■ DIRECTIONS: Go through the material and return every line that contains the string "products".

■ RECORDS FOR THE EXERCISE:
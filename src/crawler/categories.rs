//! Category discovery on the search landing page.

use crate::browser::{PageAutomation, WaitOptions};
use crate::catalog::models::Category;
use crate::catalog::normalize::strip_count_suffix;
use crate::catalog::selectors::{compile, ListingSelectors};
use crate::crawler::session::Session;
use crate::error::CrawlError;
use scraper::{ElementRef, Html, Selector};
use std::time::Duration;
use tracing::{debug, info, trace, warn};

/// Reads the category filter panel.
pub struct CategoryEnumerator {
    panel_selector: String,
    option_selector: String,
    checkbox_selector: String,
    panel: Selector,
    option: Selector,
    checkbox: Selector,
}

impl CategoryEnumerator {
    pub fn new(listing: &ListingSelectors) -> Result<Self, CrawlError> {
        Ok(Self {
            panel: compile("listing.category_panel", &listing.category_panel)?,
            option: compile("listing.category_option", &listing.category_option)?,
            checkbox: compile("listing.category_checkbox", &listing.category_checkbox)?,
            panel_selector: listing.category_panel.clone(),
            option_selector: listing.category_option.clone(),
            checkbox_selector: listing.category_checkbox.clone(),
        })
    }

    /// Waits for the panel and returns its categories in page order.
    ///
    /// A panel that never becomes visible yields an empty list: there is
    /// nothing to crawl, which is not an error.
    pub async fn enumerate<P: PageAutomation>(
        &self,
        session: &Session<P>,
        timeout: Duration,
    ) -> Result<Vec<Category>, CrawlError> {
        match session
            .page()
            .wait_for_element(&self.panel_selector, WaitOptions::visible(timeout))
            .await
        {
            Ok(()) => {}
            Err(e) if e.is_timeout() => {
                warn!("Category panel {} never became visible", self.panel_selector);
                return Ok(Vec::new());
            }
            Err(e) => return Err(e.into()),
        }

        let html = session.snapshot().await?;
        let categories = self.parse(&html);

        info!("Found {} categories", categories.len());
        Ok(categories)
    }

    /// Extracts categories from a page snapshot. Duplicates are kept.
    pub fn parse(&self, html: &str) -> Vec<Category> {
        let document = Html::parse_document(html);
        let Some(panel) = document.select(&self.panel).next() else {
            debug!("No category panel in snapshot");
            return Vec::new();
        };

        panel
            .select(&self.option)
            .enumerate()
            .filter_map(|(index, option)| self.parse_option(panel, option, index))
            .collect()
    }

    fn parse_option(
        &self,
        panel: ElementRef,
        option: ElementRef,
        index: usize,
    ) -> Option<Category> {
        let label = option.text().collect::<Vec<_>>().join(" ");
        let label = label.split_whitespace().collect::<Vec<_>>().join(" ");
        let name = strip_count_suffix(&label);

        if name.is_empty() {
            trace!("Skipping unlabeled category option {}", index + 1);
            return None;
        }

        let toggle = self.toggle_selector(panel, option, index);
        trace!("Category {:?} -> {}", name, toggle);
        Some(Category::new(name, toggle))
    }

    /// Builds a selector that addresses this option's checkbox on the live page.
    ///
    /// Prefers the checkbox `id`, then a `for` reference on the label, then
    /// the checkbox `value`, then the element path from the panel down.
    fn toggle_selector(&self, panel: ElementRef, option: ElementRef, index: usize) -> String {
        let checkbox = option.select(&self.checkbox).next();

        if let Some(id) = checkbox.and_then(|c| c.value().attr("id")).filter(|id| !id.is_empty()) {
            return format!("[id=\"{}\"]", escape(id));
        }

        if let Some(target) = option.value().attr("for").filter(|f| !f.is_empty()) {
            return format!("[id=\"{}\"]", escape(target));
        }

        if let Some(value) = checkbox.and_then(|c| c.value().attr("value")) {
            return format!(
                "{} {}[value=\"{}\"]",
                self.panel_selector,
                self.checkbox_selector,
                escape(value)
            );
        }

        let path = match checkbox {
            Some(checkbox) => structural_path(panel, checkbox),
            None => structural_path(panel, option)
                .map(|path| format!("{} {}", path, self.checkbox_selector)),
        };

        match path {
            Some(path) => format!("{} > {}", self.panel_selector, path),
            None => format!(
                "{} {}:nth-of-type({}) {}",
                self.panel_selector,
                self.option_selector,
                index + 1,
                self.checkbox_selector
            ),
        }
    }
}

/// Child-combinator path from `panel` to `target`, one `tag:nth-child(k)` step
/// per level. `None` when `target` is not inside `panel`.
fn structural_path(panel: ElementRef, target: ElementRef) -> Option<String> {
    let mut steps = Vec::new();
    let mut current = target;

    while current.id() != panel.id() {
        let position = current.prev_siblings().filter(|n| n.value().is_element()).count() + 1;
        steps.push(format!("{}:nth-child({})", current.value().name(), position));
        current = current.parent().and_then(ElementRef::wrap)?;
    }

    if steps.is_empty() {
        return None;
    }
    steps.reverse();
    Some(steps.join(" > "))
}

/// Escapes a value for use inside a double-quoted CSS attribute selector.
fn escape(value: &str) -> String {
    value.replace('\\', "\\\\").replace('"', "\\\"")
}
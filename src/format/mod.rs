//! Output formatting for product records (JSON, CSV, table).

use crate::catalog::models::ProductRecord;
use crate::config::OutputFormat;

/// Formats records for output.
pub struct Formatter {
    format: OutputFormat,
}

impl Formatter {
    /// Creates a new formatter.
    pub fn new(format: OutputFormat) -> Self {
        Self { format }
    }

    /// Formats records in traversal order.
    pub fn format_records(&self, records: &[ProductRecord]) -> String {
        if records.is_empty() {
            return match self.format {
                OutputFormat::Json => "[]".to_string(),
                OutputFormat::Csv => self.csv_header(),
                OutputFormat::Table => "No products found.".to_string(),
            };
        }

        match self.format {
            OutputFormat::Json => self.json_records(records),
            OutputFormat::Csv => self.csv_records(records),
            OutputFormat::Table => self.table_records(records),
        }
    }

    // JSON formatting

    fn json_records(&self, records: &[ProductRecord]) -> String {
        serde_json::to_string_pretty(records).unwrap_or_else(|_| "[]".to_string())
    }

    // Table formatting

    fn table_records(&self, records: &[ProductRecord]) -> String {
        let sku_width = 12;
        let vpn_width = 20;
        let price_width = 10;
        let stock_width = 8;
        let desc_width = 40;

        let mut lines = Vec::new();

        lines.push(format!(
            "{:<sku_width$}  {:<vpn_width$}  {:>price_width$}  \
             {:>price_width$}  {:>stock_width$}  {}",
            "SKU", "VPN", "MSRP", "Price", "Stock", "Description"
        ));
        lines.push(format!(
            "{:-<sku_width$}  {:-<vpn_width$}  {:-<price_width$}  \
             {:-<price_width$}  {:-<stock_width$}  {:-<desc_width$}",
            "", "", "", "", "", ""
        ));

        for record in records {
            lines.push(format!(
                "{:<sku_width$}  {:<vpn_width$}  {:>price_width$}  \
                 {:>price_width$}  {:>stock_width$}  {}",
                record.sku,
                truncate(&record.vpn, vpn_width),
                price(record.msrp),
                price(record.vendor_price),
                truncate(&record.stock, stock_width),
                truncate(&record.short_description, desc_width)
            ));
        }

        lines.push(String::new());
        lines.push(format!("Total: {} products", records.len()));

        lines.join("\n")
    }

    // CSV formatting

    fn csv_header(&self) -> String {
        "sku,vpn,upc,short_description,msrp,vendor_price,stock,url".to_string()
    }

    fn csv_records(&self, records: &[ProductRecord]) -> String {
        let mut lines = Vec::new();
        lines.push(self.csv_header());

        for record in records {
            let msrp = record.msrp.map(|p| p.to_string()).unwrap_or_default();
            let vendor_price = record.vendor_price.map(|p| p.to_string()).unwrap_or_default();

            lines.push(format!(
                "{},{},{},{},{},{},{},{}",
                Self::csv_escape(&record.sku),
                Self::csv_escape(&record.vpn),
                Self::csv_escape(&record.upc),
                Self::csv_escape(&record.short_description),
                msrp,
                vendor_price,
                Self::csv_escape(&record.stock),
                Self::csv_escape(&record.url)
            ));
        }

        lines.join("\n")
    }

    fn csv_escape(s: &str) -> String {
        if s.contains(',') || s.contains('"') || s.contains('\n') {
            format!("\"{}\"", s.replace('"', "\"\""))
        } else {
            s.to_string()
        }
    }
}

fn price(value: Option<f64>) -> String {
    value.map(|p| format!("{:.2}", p)).unwrap_or_else(|| "N/A".to_string())
}

fn truncate(s: &str, width: usize) -> String {
    if s.chars().count() > width {
        let head: String = s.chars().take(width - 3).collect();
        format!("{}...", head)
    } else {
        s.to_string()
    }
}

■ SOLVED EXERCISE:
                OutputFormat::Table => "No products found.".to_string(),
        lines.push(format!("Total: {} products", records.len()));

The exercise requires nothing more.